O deputado do PSD Rui Silva, referido como "suspeito" na investigação que indiciou o presidente da autarquia de Vila Verde por corrupção, disse "desconhecer em absoluto" qualquer imputação e afirmou "não ter sido contactado" por nenhuma entidade judicial.

Em declarações à Lusa, na manhã desta quinta-feira, o deputado afirmou ter tido conhecimento do envolvimento do seu nome no processo "pela imprensa" e que "nem a Polícia Judiciária (PJ), nem o Ministério Público (MP)" o contactaram.

O nome de Rui Silva, que foi vice-presidente da autarquia de Vila Verde e presidente do conselho de administração da Escola Profissional Amar Terra Verde (EPATV), foi referido como sendo "suspeito" no despacho judicial que estipulou as medidas de coação do autarca António Vilela (PSD) e do proprietário daquela escola, João Nogueira, detidos terça-feira e indiciados por corrupção, prevaricação, participação económica em negócio e abuso de poder.

"Não tenho conhecimento de nenhuma investigação que me envolva. Não foi contactado nem pela PJ, nem pelo MP, nem por nenhuma entidade judicial. Desconheço em absoluto o teor das acusações", afirmou Rui Silva.

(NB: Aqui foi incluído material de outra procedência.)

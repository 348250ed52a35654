//! `tessera clean`: drop every stored record and the header.

use crate::project::open_cache;
use crate::GlobalArgs;

/// Runs the `tessera clean` command. Returns exit code 0.
pub fn run(global: &GlobalArgs) -> Result<i32, Box<dyn std::error::Error>> {
    let mut cache = open_cache(global)?;
    let count = cache.artifacts().keys()?.len();
    cache.clean()?;
    let dir = cache.config().dir.clone();
    cache.close()?;
    eprintln!("     Cleaned {count} record(s) in {}", dir.display());
    Ok(0)
}

#[cfg(test)]
mod tests {
    use super::*;
    use tessera_cache::{ArtifactMap, ArtifactRecord, CacheConfig, IncrementalCache, RecordingCollector};
    use tessera_common::SourceId;
    use tessera_meta::FragmentBuilder;
    use tempfile::TempDir;

    #[test]
    fn clean_empties_cache() {
        let tmp = TempDir::new().unwrap();
        let dir = tmp.path().join("ic");
        {
            let mut cache = IncrementalCache::open(CacheConfig::new(&dir)).unwrap();
            let mut b = FragmentBuilder::new();
            b.set_package("p");
            let artifacts = ArtifactMap::from([(
                SourceId::new("/p/A.src").unwrap(),
                ArtifactRecord::new(b.encode().unwrap(), Vec::<u8>::new()),
            )]);
            cache
                .compare_and_update(&artifacts, &mut RecordingCollector::new())
                .unwrap();
            cache.set_header(b"h").unwrap();
            cache.close().unwrap();
        }

        let global = GlobalArgs {
            verbose: false,
            config: None,
            cache_dir: Some(dir.to_str().unwrap().to_string()),
        };
        assert_eq!(run(&global).unwrap(), 0);

        let cache = IncrementalCache::open(CacheConfig::new(&dir)).unwrap();
        assert!(cache.artifacts().keys().unwrap().is_empty());
        assert!(cache.header().is_err());
    }
}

"Foi pela imprensa que tive conhecimento que o meu nome estaria envolvido", explanou.

No referido documento judicial, a juíza de instrução criminal Magda Cerqueira aplica como medida de coação aos dois indiciados a "obrigação de não contactarem por qualquer meio, pessoalmente ou por interposta pessoa, um com o outro, ou qualquer dos arguidos com o suspeito Rui Silva, bem como as testemunhas identificadas nos autos ou os funcionários da Escola Profissional Amar Terra Verde".

Na base da detenção de António Vilela e João Nogueira estão indícios da alegada prática dos crimes de corrupção e prevaricação no processo de alienação da EPATV a uma empresa privada, na concessão de um parque estacionamento à superfície e na construção de um parque de estacionamento a uma empresa do setor da construção civil.

Sobre a alienação da EPATV, processo no qual o deputado teve participação pelas funções que desempenhava à altura, Rui Silva afirmou que "foi tudo feito de forma totalmente transparente".

O capital social da escola era detido, a 100%, pelas câmaras de Vila Verde, Amares e Terras de Bouro, mas em 2013, e na sequência da lei 50/2012, aqueles municípios decidiram alienar 51 por cento da sua participação.

Foi aberto concurso público para a alienação, tendo apenas concorrido a empresa Val d'Ensino, criada exclusivamente para o efeito, em janeiro de 2013, tendo sido todo o processo de privatização considerado "muito nubloso" pela oposição.

"Vários grupos levantaram o caderno de encargos mas no final apareceu só um concorrente. Mas tudo foi publicitado devidamente", garantiu Rui Silva.